A falência dos partidos, como canais eficazes de representação, de participação e de legítimos intermediários institucionais entre a nação e o governo é cada vez mais patente. Predominam os interesses setoriais, ao invés dos interesses gerais, que deveriam estar representados pelo Congresso. E cada grupo de pressão busca exercitar seu papel político diretamente, preenchendo o vácuo deixado pela inconsistência e pela omissão das agremiações partidárias. Não obstante, a democracia não se faz sem políticos, sem partidos ou sem Congresso. Há que conviver com eles na esperança de que a prática da democracia representativa leve a um contínuo aperfeiçoamento das instituições políticas e da participação popular no processo de escolha de representantes cada vez mais legítimos, honestos, competentes e confiáveis. E que, através deles, o Congresso Nacional reerga-se como Poder respeitado e cumpra a missão insubstituível que tem de representar legitimamente as aspirações populares. Caso contrário, a nossa desejada democracia continuará sendo aquela frágil e mofina plantinha de que nos falava Otávio Mangabeira.
Essas considerações parecem mais oportunas no momento em que a transformação do Partido dos Trabalhadores na "Geny" da política nacional é mais um lamentável exemplo do fracasso da classe política em corresponder às necessidades e esperanças do Povo Brasileiro. E nessa corrimaça sinistra de despudor, desfaçatez, negaças e espertezas, desaparecem os cúmplices que ajudaram a construir uma enorme falácia que há 25 anos vem enganando a opinião pública.

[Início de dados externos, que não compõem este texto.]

//! Merging of per-word results into per-document records.

use doxs_types::{Contribution, RankedDocument};
use rustc_hash::FxHashMap;

use crate::index::types::{Searcher, WordMatch};

/// Exponent moved into [`RankedDocument::scale`] whenever a merged rank
/// reaches `2^RESCALE_BITS`.
const RESCALE_BITS: i32 = 512;

impl Searcher {
    /// Folds scored word matches into one [`RankedDocument`] per URL.
    ///
    /// Matches are visited in query order and occurrences in decode order.
    /// The first hit on a URL sets its rank; every further hit adds its own
    /// rank and then doubles the sum, so documents hit by several words
    /// pull ahead faster than a plain sum would allow. Documents come back
    /// in first-seen order.
    ///
    /// URLs are compared as stored bytes, so two URLs that only differ in
    /// invalid UTF-8 stay separate documents. Ranks that would overflow
    /// keep their excess as a power-of-two `scale`; see
    /// [`normalize`](Self::normalize).
    pub fn combine(matches: Vec<WordMatch>) -> Vec<RankedDocument> {
        let mut docs: Vec<RankedDocument> = Vec::new();
        let mut slots: FxHashMap<Vec<u8>, usize> = FxHashMap::default();

        for m in matches {
            for occurrence in m.occurrences {
                let contribution = Contribution {
                    word: m.word.clone(),
                    matched: m.matched.clone(),
                    frequency: occurrence.frequency,
                };

                match slots.get(&occurrence.url_key) {
                    Some(&slot) => {
                        let doc = &mut docs[slot];
                        add_repeat_hit(doc, occurrence.rank);
                        doc.contributions.push(contribution);
                    }
                    None => {
                        slots.insert(occurrence.url_key, docs.len());
                        let mut doc = RankedDocument::new(occurrence.document, occurrence.rank);
                        doc.contributions.push(contribution);
                        docs.push(doc);
                    }
                }
            }
        }

        docs
    }
}

/// Applies `raw = (raw + rank) * 2` to a document whose raw rank is
/// `doc.rank * 2^doc.scale`.
///
/// Invariant: `doc.rank < 2^RESCALE_BITS`, and `doc.rank >= 1` whenever
/// `doc.scale > 0`.
fn add_repeat_hit(doc: &mut RankedDocument, rank: f64) {
    let added = if doc.scale == 0 {
        rank
    } else {
        rank * 2f64.powi(-doc.scale)
    };
    doc.rank = (doc.rank + added) * 2.0;

    let limit = 2f64.powi(RESCALE_BITS);
    if doc.rank >= limit {
        doc.rank /= limit;
        doc.scale += RESCALE_BITS;
    }
}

A grande imprensa que nela colaborou, assusta-se com a ineficácia de seu alardeado jornalismo investigativo e é a jornalista engajada Miriam Leitão quem o reconhece em sua coluna de "O Globo" que em muitos instantes só parecia ter olhos para tentar descobrir "os crimes da ditadura militar". Onde estão as reportagens de estrondo dos "caco barcelos" e dos "pedro bial"? Os nossos clérigos que de há muito haviam colocado todas as pastorais da sua Igreja dita Progressista a serviço dos interesses políticos do PT, de suas facções e frentes parecem atônitos e nem de longe dispostos a interceder para que no apedrejamento da "adúltera" só atirem a primeira pedra os que não tiverem pecado. Onde estão os intelectuais, artistas, músicos de protesto e seus quilométricos manifestos ou suas caravanas de solidariedade ao ditador do Caribe, cúmplices ou "inocentes úteis" na construção de uma enorme empulhação, hábeis em arranjar "bodes expiatórios" quando apanhados com a boca na botija? Farsas, velhas de muitos anos, que iriam permanecer ignoradas não houvesse o desatinado Roberto Jefferson dado o grito denunciando que o rei estava nu há muito tempo. A verdade é que a mitologia petista não teria sido construída sem o concurso de muitos cúmplices que hoje se omitem ou se escondem.